Türkiye'nin kendisiyle ilişkisini İsrail üstünden okuyan Amerika da bu gerilimden tedirgin oldu. İlişkileri normal seyrine oturtmak amacıyla düzenlenen Davos buluşmasıysa 2009 başında gerilimin daha da çok artmasına yol açtı. Diğer yandan Davos'ta Başbakan Erdoğan'ın gösterdiği tepki ve tepkinin gösterildiği sahnenin düzeni Türkiye modelinin Arap dünyası tarafından sahiplenilmesine hiçbir şeyin olmadığı kadar yardımcı oldu.
Arap sokağında Türkiye'ye karşı sempati patlaması yaşandı. Bu patlama Mavi Marmara kriziyle doyum noktasına ulaştı. Yapılan araştırmalar Arapların Türkleri tahminlerin ötesinde sevdiğini ortaya koydu. Ancak aynı şey Batı için geçerli değildi. Bir kaç yıl önce İslam dünyasına Türkiye'yi emsal gösteren Amerika'da eksen kayması tartışmaları başladı. Türkiye'nin Batı'dan uzaklaştığı iddia edildi.
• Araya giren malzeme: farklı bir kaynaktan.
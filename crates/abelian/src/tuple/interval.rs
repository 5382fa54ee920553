//! Closed boxes of integer tuples and their odometer enumeration.
//!
//! An [`IntTupleInterval`] spans `lo..=hi`. Enumeration walks the box like
//! an odometer: the last coordinate turns fastest, and when it passes
//! `hi[last]` it resets to `lo[last]` and carries into its left neighbour.
//! A carry out of the first coordinate means the box is exhausted.
//!
//! ```
//! use abelian::IntTupleSet;
//!
//! let s = IntTupleSet::new(2);
//! let iv = s.interval(&s.tuple(&[1, 1])?, &s.tuple(&[2, 2])?)?;
//! let seen: Vec<String> = iv.iter().map(|t| t.to_string()).collect();
//! assert_eq!(seen, ["(1,1)", "(1,2)", "(2,1)", "(2,2)"]);
//! # Ok::<(), abelian::SetError>(())
//! ```

use core::cmp::Ordering;
use core::iter::FusedIterator;

use tracing::{debug, trace};

use super::IntTuple;
use crate::core::error::{Result, SetError};
use crate::core::traits::{Elem, Enumerable, Nexter, Set};

/// The finite subset `{ x | lo ≤ x ≤ hi }` of ℤⁿ.
///
/// Membership ([`Set::is_in`]) compares whole tuples lexicographically
/// against the bounds. Enumeration instead walks the per-coordinate box
/// `lo[i] ≤ x[i] ≤ hi[i]`, which [`contains_point`](Self::contains_point)
/// tests. The two disagree on boxes that are not a single lexicographic
/// run: for `(0,1)..(3,2)`, `(1,0)` is in the interval but never
/// enumerated.
#[derive(Debug, Clone, PartialEq, Eq, Hash)]
pub struct IntTupleInterval {
    lo: IntTuple,
    hi: IntTuple,
}

impl IntTupleInterval {
    /// Creates the interval `lo..=hi`.
    ///
    /// # Errors
    ///
    /// Returns [`SetError::DimensionMismatch`] if the bounds differ in
    /// size, and [`SetError::InvertedBound`] if `lo[i] > hi[i]` on any
    /// axis.
    pub fn new(lo: IntTuple, hi: IntTuple) -> Result<Self> {
        if lo.size() != hi.size() {
            debug!(lo = %lo, hi = %hi, "interval bounds differ in dimension");
            return Err(SetError::DimensionMismatch {
                got: hi.size(),
                expected: lo.size(),
            });
        }
        if let Some(axis) = (0..lo.size()).find(|&i| lo[i] > hi[i]) {
            debug!(lo = %lo, hi = %hi, axis, "interval bound inverted");
            return Err(SetError::InvertedBound {
                axis,
                lo: lo[axis],
                hi: hi[axis],
            });
        }
        debug!(lo = %lo, hi = %hi, "interval");
        Ok(Self { lo, hi })
    }

    /// Lower bound.
    #[inline]
    #[must_use]
    pub fn lo(&self) -> &IntTuple {
        &self.lo
    }

    /// Upper bound.
    #[inline]
    #[must_use]
    pub fn hi(&self) -> &IntTuple {
        &self.hi
    }

    /// Size of the tuples in the interval.
    #[inline]
    #[must_use]
    pub fn dimension(&self) -> usize {
        self.lo.size()
    }

    /// True if every coordinate of `x` lies within its axis bounds.
    ///
    /// This is exactly the set of points the interval enumerates.
    #[must_use]
    pub fn contains_point(&self, x: &IntTuple) -> bool {
        x.size() == self.dimension()
            && x
                .iter()
                .zip(self.lo.iter().zip(self.hi.iter()))
                .all(|(v, (lo, hi))| lo <= v && v <= hi)
    }

    /// Odometer over the box, starting at `lo`.
    #[must_use]
    pub fn iter(&self) -> IntTupleIter {
        IntTupleIter {
            lo: self.lo.clone(),
            hi: self.hi.clone(),
            curr: self.lo.clone(),
            done: false,
        }
    }

    /// Every tuple in the box, in enumeration order.
    #[must_use]
    pub fn tuples(&self) -> Vec<IntTuple> {
        self.iter().collect()
    }
}

impl Set for IntTupleInterval {
    fn is_in(&self, x: &dyn Elem) -> bool {
        matches!(
            self.lo.compare(x),
            Some(Ordering::Less | Ordering::Equal)
        ) && matches!(
            self.hi.compare(x),
            Some(Ordering::Greater | Ordering::Equal)
        )
    }

    fn name(&self) -> String {
        format!("{}≤..≤{}", self.lo, self.hi)
    }

    /// The zero tuple of the ambient ℤⁿ, which need not lie in the box.
    fn identity(&self) -> Box<dyn Elem> {
        Box::new(IntTuple::zeros(self.dimension()))
    }

    fn enumerable(&self) -> Option<&dyn Enumerable> {
        Some(self)
    }
}

impl Enumerable for IntTupleInterval {
    fn enumerate(&self) -> Box<dyn Nexter + '_> {
        Box::new(self.iter())
    }
}

impl<'a> IntoIterator for &'a IntTupleInterval {
    type Item = IntTuple;
    type IntoIter = IntTupleIter;

    fn into_iter(self) -> IntTupleIter {
        self.iter()
    }
}

/// Odometer cursor over an [`IntTupleInterval`].
///
/// [`advance`](Self::advance) follows the report-then-stop protocol of
/// [`Nexter`]; the [`Iterator`] impl yields the same sequence and then
/// `None`.
#[derive(Debug, Clone)]
pub struct IntTupleIter {
    lo: IntTuple,
    hi: IntTuple,
    curr: IntTuple,
    done: bool,
}

impl IntTupleIter {
    /// One odometer step from `curr`. Saturates at `hi` on overflow.
    fn step(&self) -> IntTuple {
        let mut next = self.curr.clone();
        let coords = next.coords_mut();
        let mut carry = true;
        for i in (0..coords.len()).rev() {
            if coords[i] >= self.hi[i] {
                coords[i] = self.lo[i];
            } else {
                coords[i] += 1;
                carry = false;
                break;
            }
        }
        if carry {
            return self.hi.clone();
        }
        next
    }

    /// Returns the current tuple and whether another one follows.
    ///
    /// The last tuple comes back paired with `false`. Calling again after
    /// that repeats the last tuple.
    pub fn advance(&mut self) -> (IntTuple, bool) {
        let next = self.step();
        let current = core::mem::replace(&mut self.curr, next);
        let more = current != self.curr;
        if !more {
            trace!(last = %current, "interval exhausted");
        }
        (current, more)
    }
}

impl Nexter for IntTupleIter {
    fn next_elem(&mut self) -> (Box<dyn Elem>, bool) {
        let (t, more) = self.advance();
        (Box::new(t), more)
    }
}

impl Iterator for IntTupleIter {
    type Item = IntTuple;

    fn next(&mut self) -> Option<IntTuple> {
        if self.done {
            return None;
        }
        let (t, more) = self.advance();
        self.done = !more;
        Some(t)
    }
}

impl FusedIterator for IntTupleIter {}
Derken Arap dünyasını sarsan ayaklanmalar zinciri başladı. Türkiye modeli bir kez daha gündeme girdi, sıkça konuşulur oldu. Başbakan Erdoğan'ın demokrasi yanlısı tavrı Tahrir'de ve daha pek çok yerde yankı buldu. Kahire'de laiklikten bahseden Türkiye Başbakanı bir kez daha Batı başkentlerinin ilgisini çekti.
Ancak yollar Mısır darbesinden sonra tekrar ayrılmaya başladı. Darbeye darbe diyemeyenleri eleştiren Türkiye, Suriye yüzünden BM sistemini suçlayan AK Parti iktidarı pek hoşa gitmedi. Gezi Parkı protestolarının yönetiliş biçimi ve Türkiye'den dünyaya yansıyan görüntüler de modelliğimize darbe vurdu.
***
Oysa model olmak, beğenilmek, beğeniyi mümkün olduğu yerde siyasete ve etkiye tahvil edebilmek önemli. Son iki yüz küsur yıldır coğrafyasını koz olarak kullanan Türkiye ilk kez yarattığı emsalle anılır, konuşulur, çıkarları ve beklentileri bu sayede dikkate alınır oldu. Şimdi bu imkanı yeniden yakalamamız, model algımızı insanların aklına bir kez daha yerleştirmemiz gerekiyor.
Son günlerde dünyada olan bitenler de böylesi bir algı yönetimine çok müsait. Kenya'da alışveriş merkezi basan, Pakistan'da kilise bombalayan, Irak'ta cenaze törenine saldıran, Suriye'de Şeriat adına el ve kafa kesen "radikalizm", El Kaide'nin ittifaklarla geliştirdiği ağ, Türkiye'nin barışçıl demokratik modeline olan talebi arttırıyor.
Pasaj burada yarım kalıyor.